Words and Photos by Jesse Serwer

LargeUp recently hopped a Jetblue flight to Grenada’s Maurice Bishop International Airport to catch the second-annual Pure Grenada Music Festival. Concerts took placeย over three nights on the scenic, waterfront grounds of St. George’s Port Louie earlier this month, and featured performances from the likes of Tarrus Riley, Queen Ifrica and Mr. Killa, among others, not to mention delicious food from vendors from across the island.

Not only did we have a great time taking in all three nights of the Pure Grenada Festival, but we crammed in as much of the Spice Island as we could into a long weekend, from Grand Anse to Grenville to Gouyave. In that spirit, here’s a dozen musts for maximizing your time in Grenada. It might be a challenge to cram all of this into a weekend, but we can’t imagine doing it any other way. And when all else fails… extend that stay.

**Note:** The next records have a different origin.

//! Decoding of CB58 identifiers: base58 strings carrying a payload followed by
//! a 4-byte checksum.
//!
//! The checksum is stripped but not verified.

mod base58;
mod cb58;
mod error;

pub use base58::{decode_base58, ALPHABET};
pub use cb58::{decode_cb58, decode_cb58_payload, split_checksum, Cb58, CHECKSUM_LEN};
pub use error::Cb58Error;
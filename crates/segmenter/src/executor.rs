use std::future::Future;
use std::pin::Pin;
use std::sync::Arc;

use bytes::Bytes;
use seg_transcript_interface::TimeRange;

pub type BoxError = Box<dyn std::error::Error + Send + Sync + 'static>;

pub type BoxFuture<'a, T> = Pin<Box<dyn Future<Output = T> + Send + 'a>>;

/// Cuts and concatenates ranges of a source audio track.
///
/// Given N ranges and a gap duration, an implementation returns one
/// continuous buffer of `sum(range durations) + (N-1) * gap` milliseconds,
/// preserving range order and inserting silence between non-adjacent ranges.
/// Single-range calls should take a fast path (stream copy, no re-encode)
/// where the backing format allows.
///
/// Implementations live outside this crate (ffmpeg invocation or
/// equivalent) and own their timeout policy — the engine treats any error,
/// including expiry, as finalization failure for that one segment.
///
/// # Object safety
///
/// Object-safe via the explicit `BoxFuture` return type; the engine takes
/// `&dyn AudioExtractor`.
pub trait AudioExtractor: Send + Sync {
    fn extract<'a>(
        &'a self,
        source: &'a str,
        ranges: &'a [TimeRange],
        gap_duration_ms: i64,
    ) -> BoxFuture<'a, Result<Bytes, BoxError>>;
}

/// Durable key→bytes storage for finalized clips (S3-compatible store).
///
/// Retries and backoff belong to the implementation, not the engine.
pub trait ObjectStore: Send + Sync {
    fn put<'a>(
        &'a self,
        key: &'a str,
        body: Bytes,
        content_type: &'a str,
    ) -> BoxFuture<'a, Result<(), BoxError>>;
}

/// Caps how many extractions run at once across independent segments.
///
/// The scan itself awaits each finalization inline, so this only matters
/// when one extractor instance is shared by several concurrent segmentation
/// runs — the semaphore keeps the total ffmpeg-equivalent load bounded.
pub struct ThrottledExtractor<E> {
    inner: E,
    permits: Arc<tokio::sync::Semaphore>,
}

impl<E> ThrottledExtractor<E> {
    pub const DEFAULT_PERMITS: usize = 3;

    pub fn new(inner: E) -> Self {
        Self::with_permits(inner, Self::DEFAULT_PERMITS)
    }

    pub fn with_permits(inner: E, permits: usize) -> Self {
        Self {
            inner,
            permits: Arc::new(tokio::sync::Semaphore::new(permits)),
        }
    }
}

impl<E: AudioExtractor> AudioExtractor for ThrottledExtractor<E> {
    fn extract<'a>(
        &'a self,
        source: &'a str,
        ranges: &'a [TimeRange],
        gap_duration_ms: i64,
    ) -> BoxFuture<'a, Result<Bytes, BoxError>> {
        Box::pin(async move {
            let _permit = self.permits.acquire().await.map_err(BoxError::from)?;
            self.inner.extract(source, ranges, gap_duration_ms).await
        })
    }
}
use std::collections::BTreeMap;

/// Index from source utterance sequence number to emitted segment id.
///
/// Populated when an accumulator finalizes successfully, or immediately on a
/// reuse-mode attach. Utterances of discarded accumulators get no entry, so
/// an absent key means "this utterance has no audio segment."
#[derive(Debug, Clone, Default, PartialEq, Eq, serde::Serialize)]
pub struct SentenceMap(BTreeMap<u64, String>);

impl SentenceMap {
    pub fn new() -> Self {
        Self::default()
    }

    pub fn attach(&mut self, sequence: u64, segment_id: impl Into<String>) {
        self.0.insert(sequence, segment_id.into());
    }

    pub fn get(&self, sequence: u64) -> Option<&str> {
        self.0.get(&sequence).map(String::as_str)
    }

    pub fn contains(&self, sequence: u64) -> bool {
        self.0.contains_key(&sequence)
    }

    pub fn len(&self) -> usize {
        self.0.len()
    }

    pub fn is_empty(&self) -> bool {
        self.0.is_empty()
    }

    pub fn into_inner(self) -> BTreeMap<u64, String> {
        self.0
    }
}
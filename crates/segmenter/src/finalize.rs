use seg_transcript_interface::Segment;

use crate::accumulator::{Accumulator, GeneratedAudio};
use crate::config::SegmenterConfig;
use crate::executor::{AudioExtractor, BoxError, ObjectStore};

const CLIP_CONTENT_TYPE: &str = "audio/wav";

/// Extraction or upload failure for one accumulator. Callers drop that
/// segment and keep scanning — never fatal to the run.
#[derive(Debug, thiserror::Error)]
pub enum FinalizeError {
    #[error("audio extraction failed: {0}")]
    Extract(#[source] BoxError),
    #[error("clip upload failed: {0}")]
    Upload(#[source] BoxError),
}

/// Stable segment id derived from the first utterance's sequence number.
pub fn segment_id(sequence_start: u64) -> String {
    format!("sequence_{sequence_start:04}")
}

pub fn audio_key(output_prefix: &str, segment_id: &str, speaker: &str) -> String {
    format!("{output_prefix}/{segment_id}_{speaker}.wav")
}

/// Close an accumulator: apply the minimum-duration policy, extract and
/// upload its audio, and build the output [`Segment`].
///
/// Returns `Ok(None)` when the accumulator is discarded as too short — no
/// audio work happens and its utterances stay unmapped. On success the
/// accumulator is marked audio-generated so it can serve reuse attaches.
pub(crate) async fn finalize_accumulator(
    accumulator: &mut Accumulator,
    config: &SegmenterConfig,
    source: &str,
    output_prefix: &str,
    extractor: &dyn AudioExtractor,
    store: &dyn ObjectStore,
) -> Result<Option<Segment>, FinalizeError> {
    let total_duration_ms = accumulator.total_duration_ms(config.gap_duration_ms);
    let floor = if accumulator.pending().len() == 1 {
        config.min_duration_ms
    } else {
        config.min_multi_duration_ms
    };
    if total_duration_ms < floor {
        tracing::warn!(
            speaker = %accumulator.speaker(),
            sequence_start = accumulator.sequence_start(),
            total_duration_ms,
            floor_ms = floor,
            "segment_discarded_below_min_duration"
        );
        return Ok(None);
    }

    let segment_id = segment_id(accumulator.sequence_start());
    let audio_key = audio_key(output_prefix, &segment_id, accumulator.speaker());

    tracing::debug!(
        segment_id = %segment_id,
        speaker = %accumulator.speaker(),
        ranges = accumulator.time_ranges().len(),
        sentences = accumulator.pending().len(),
        total_duration_ms,
        "segment_finalizing"
    );

    let clip = extractor
        .extract(source, accumulator.time_ranges(), config.gap_duration_ms)
        .await
        .map_err(FinalizeError::Extract)?;
    store
        .put(&audio_key, clip, CLIP_CONTENT_TYPE)
        .await
        .map_err(FinalizeError::Upload)?;

    let segment = Segment {
        segment_id: segment_id.clone(),
        audio_key: audio_key.clone(),
        speaker: accumulator.speaker().to_string(),
        start_ms: accumulator.start_ms(),
        end_ms: accumulator.end_ms(),
        duration_ms: total_duration_ms,
        sentences: accumulator.sentences(),
    };

    accumulator.mark_generated(GeneratedAudio {
        segment_id,
        audio_key,
    });

    Ok(Some(segment))
}

#[cfg(test)]
mod tests {
    use super::*;

    #[test]
    fn segment_id_is_zero_padded() {
        assert_eq!(segment_id(1), "sequence_0001");
        assert_eq!(segment_id(42), "sequence_0042");
        assert_eq!(segment_id(12345), "sequence_12345");
    }

    #[test]
    fn audio_key_includes_prefix_and_speaker() {
        assert_eq!(
            audio_key("task-7/clips", "sequence_0001", "SPEAKER_00"),
            "task-7/clips/sequence_0001_SPEAKER_00.wav"
        );
    }
}
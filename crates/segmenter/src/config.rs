#[derive(Debug, thiserror::Error, Clone, PartialEq, Eq)]
pub enum ConfigError {
    #[error("maxDurationMs must be positive")]
    NonPositiveMaxDuration,
    #[error("duration parameters must be non-negative")]
    NegativeDuration,
    #[error("gapThresholdMultiplier must be at least 1")]
    ZeroGapThresholdMultiplier,
    #[error("minDurationMs must not exceed maxDurationMs")]
    MinExceedsMax,
    #[error("minMultiDurationMs must not exceed maxDurationMs")]
    MultiMinExceedsMax,
}

/// Segmentation policy knobs.
///
/// Field names and defaults match the upstream service's request payload, so
/// a partial JSON config deserializes with the remaining fields defaulted.
///
/// The two boolean switches capture behaviors the deployed algorithm
/// variants disagreed on:
///
/// - `enable_gap_break`: whether a large same-speaker silence alone closes
///   the open accumulator. Off by default — speaker change is the one
///   authoritative break.
/// - `reuse_on_cap_hit`: whether an accumulator finalized at the duration
///   cap stays alive in reuse mode, so following same-speaker utterances map
///   to the already-extracted clip instead of producing more audio. On by
///   default.
#[derive(Debug, Clone, PartialEq, Eq, serde::Serialize, serde::Deserialize)]
#[serde(rename_all = "camelCase", default)]
pub struct SegmenterConfig {
    /// Silence inserted between non-adjacent time ranges at extraction time.
    pub gap_duration_ms: i64,
    /// Hard cap on accumulated segment duration, inserted gaps included.
    pub max_duration_ms: i64,
    /// Keep floor for single-utterance segments.
    pub min_duration_ms: i64,
    /// Looser keep floor for merged multi-utterance segments.
    pub min_multi_duration_ms: i64,
    /// Merge-vs-new-range threshold is `gap_duration_ms * gap_threshold_multiplier`.
    pub gap_threshold_multiplier: i64,
    pub enable_gap_break: bool,
    pub reuse_on_cap_hit: bool,
}

impl Default for SegmenterConfig {
    fn default() -> Self {
        Self {
            gap_duration_ms: 500,
            max_duration_ms: 12_000,
            min_duration_ms: 1_000,
            min_multi_duration_ms: 1_000,
            gap_threshold_multiplier: 3,
            enable_gap_break: false,
            reuse_on_cap_hit: true,
        }
    }
}

impl SegmenterConfig {
    /// Gap at or below this merges into the previous time range; above it
    /// opens a new range.
    pub fn gap_threshold_ms(&self) -> i64 {
        self.gap_duration_ms * self.gap_threshold_multiplier
    }

    pub fn validate(&self) -> Result<(), ConfigError> {
        if self.max_duration_ms <= 0 {
            return Err(ConfigError::NonPositiveMaxDuration);
        }
        if self.gap_duration_ms < 0 || self.min_duration_ms < 0 || self.min_multi_duration_ms < 0 {
            return Err(ConfigError::NegativeDuration);
        }
        if self.gap_threshold_multiplier < 1 {
            return Err(ConfigError::ZeroGapThresholdMultiplier);
        }
        if self.min_duration_ms > self.max_duration_ms {
            return Err(ConfigError::MinExceedsMax);
        }
        if self.min_multi_duration_ms > self.max_duration_ms {
            return Err(ConfigError::MultiMinExceedsMax);
        }
        Ok(())
    }
}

One of the most picturesque capital cities in all of the Caribbean, St. George’s is the sort of place where your photos come out looking like paintings. Get to know Grenada from offshore with a day cruise on one of the catamarans docked on the harbor (these are just as popular with locals as they are with tourists, especially the Rhum Runner boats) then take a walk along the Carenage (as St. George’s waterfront esplanade is called. Grab lunch or dinner at BB’s Crabback orย Patrick’s Local Homestyle Cooking. BB’s Crabback is internationally known for chef Brian Benjamin’s spin on crab back, an Eastern Caribbean classic which involves stuffing the meat of 10 or so crabs inside a single crab shell. Patrick’s is a popular spot for Creole specialties, including manicou and stir-fried rabbit. Vegetarian? We recommend the breadfruit salad…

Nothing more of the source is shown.